## REQUIRED ACTION
Only lines containing "bool" are wanted from the data below. Copy those lines.

## DATASET RECORDS
● ● ● ● ●
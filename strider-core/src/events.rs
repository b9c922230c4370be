//! Typed publish/subscribe for gameplay events.
//!
//! Subscribers register per [`CustomEventKind`] and are invoked in
//! registration order. A handler returns [`Delivery::Unsubscribe`] to act as
//! a one-shot monitor. Handlers run with the bus unlocked, so they may raise
//! or subscribe from inside a callback. An event raised while another is
//! being delivered is queued and delivered, in order, once the current
//! delivery finishes.

use std::collections::{HashMap, VecDeque};

use parking_lot::Mutex;
use tracing::trace;

use crate::rest_area::RestAreaId;
use crate::types::CharacterId;

/// Kinds of gameplay events.
///
/// Elders raise `SomethingFound` when they claim a rest area. The pursuit
/// kinds belong to chasing creatures, which live on the host side; the
/// bus only carries them.
#[derive(Debug, Clone, Copy, PartialEq, Eq, Hash)]
pub enum CustomEventKind {
    /// The raiser found something of interest (e.g. a free rest area).
    SomethingFound,
    /// The raiser started chasing its target.
    PursuitStarted,
    /// The raiser gave up or finished a chase.
    PursuitEnded,
}

/// What an event is about.
#[derive(Debug, Clone, Copy, PartialEq, Eq)]
pub enum EventTarget {
    /// Another character.
    Character(CharacterId),
    /// A rest area.
    RestArea(RestAreaId),
}

/// A raised event.
#[derive(Debug, Clone, PartialEq)]
pub struct CustomEvent {
    /// Event kind.
    pub kind: CustomEventKind,
    /// Who raised it.
    pub raiser: CharacterId,
    /// Optional subject.
    pub target: Option<EventTarget>,
    /// Free-form payload.
    pub value: f32,
}

/// Whether a handler stays subscribed after a delivery.
#[derive(Debug, Clone, Copy, PartialEq, Eq)]
pub enum Delivery {
    /// Keep receiving events.
    Keep,
    /// Drop the subscription.
    Unsubscribe,
}

/// Handle returned by [`EventBus::subscribe`].
#[derive(Debug, Clone, Copy, PartialEq, Eq, Hash)]
pub struct SubscriptionId(u64);

type Handler = Box<dyn FnMut(&CustomEvent) -> Delivery + Send>;

#[derive(Default)]
struct BusInner {
    next_id: u64,
    subscribers: HashMap<CustomEventKind, Vec<(SubscriptionId, Handler)>>,
    raised: u64,
    delivering: bool,
    queued: VecDeque<CustomEvent>,
}

/// Thread-safe event bus, shared by reference with every character.
#[derive(Default)]
pub struct EventBus {
    inner: Mutex<BusInner>,
}

impl EventBus {
    /// An empty bus.
    #[must_use]
    pub fn new() -> Self {
        Self::default()
    }

    /// Register `handler` for events of `kind`.
    pub fn subscribe<F>(&self, kind: CustomEventKind, handler: F) -> SubscriptionId
    where
        F: FnMut(&CustomEvent) -> Delivery + Send + 'static,
    {
        let mut inner = self.inner.lock();
        let id = SubscriptionId(inner.next_id);
        inner.next_id += 1;
        inner
            .subscribers
            .entry(kind)
            .or_default()
            .push((id, Box::new(handler)));
        id
    }

    /// Remove a subscription. Returns whether it existed.
    ///
    /// A subscription cannot remove itself this way while its own kind is
    /// being delivered; return [`Delivery::Unsubscribe`] instead.
    pub fn unsubscribe(&self, id: SubscriptionId) -> bool {
        let mut inner = self.inner.lock();
        for handlers in inner.subscribers.values_mut() {
            if let Some(pos) = handlers.iter().position(|(sid, _)| *sid == id) {
                handlers.remove(pos);
                return true;
            }
        }
        false
    }

    /// Deliver `event` to every subscriber of its kind. Returns how many
    /// handlers saw it.
    ///
    /// Raised from inside a handler (or from another thread mid-delivery),
    /// the event is queued behind the one being delivered and `0` is
    /// returned; it reaches every subscriber of its kind, including the
    /// handler that raised it, before the outer `raise` returns.
    pub fn raise(&self, event: &CustomEvent) -> usize {
        {
            let mut inner = self.inner.lock();
            inner.raised += 1;
            if inner.delivering {
                trace!(kind = ?event.kind, raiser = %event.raiser, "Event queued behind delivery");
                inner.queued.push_back(event.clone());
                return 0;
            }
            inner.delivering = true;
        }

        let delivered = self.deliver(event);
        loop {
            let next = {
                let mut inner = self.inner.lock();
                let next = inner.queued.pop_front();
                if next.is_none() {
                    inner.delivering = false;
                }
                next
            };
            let Some(next) = next else { break };
            self.deliver(&next);
        }
        delivered
    }

    fn deliver(&self, event: &CustomEvent) -> usize {
        let mut handlers = self.inner.lock().subscribers.remove(&event.kind).unwrap_or_default();
        let delivered = handlers.len();
        handlers.retain_mut(|(_, handler)| handler(event) == Delivery::Keep);

        let mut inner = self.inner.lock();
        let slot = inner.subscribers.entry(event.kind).or_default();
        // Subscriptions made during delivery go after the survivors.
        let added = std::mem::replace(slot, handlers);
        slot.extend(added);
        trace!(kind = ?event.kind, raiser = %event.raiser, delivered, "Event raised");
        delivered
    }

    /// Number of live subscriptions for `kind`.
    #[must_use]
    pub fn subscriber_count(&self, kind: CustomEventKind) -> usize {
        self.inner
            .lock()
            .subscribers
            .get(&kind)
            .map_or(0, Vec::len)
    }

    /// Total events raised since creation.
    #[must_use]
    pub fn raised(&self) -> u64 {
        self.inner.lock().raised
    }
}

impl std::fmt::Debug for EventBus {
    fn fmt(&self, f: &mut std::fmt::Formatter<'_>) -> std::fmt::Result {
        let inner = self.inner.lock();
        f.debug_struct("EventBus")
            .field("kinds", &inner.subscribers.len())
            .field("raised", &inner.raised)
            .field("queued", &inner.queued.len())
            .finish()
    }
}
● ● ● ● ●
## SOLUTION FOR THIS PROBLEM
    delivering: bool,
    pub fn unsubscribe(&self, id: SubscriptionId) -> bool {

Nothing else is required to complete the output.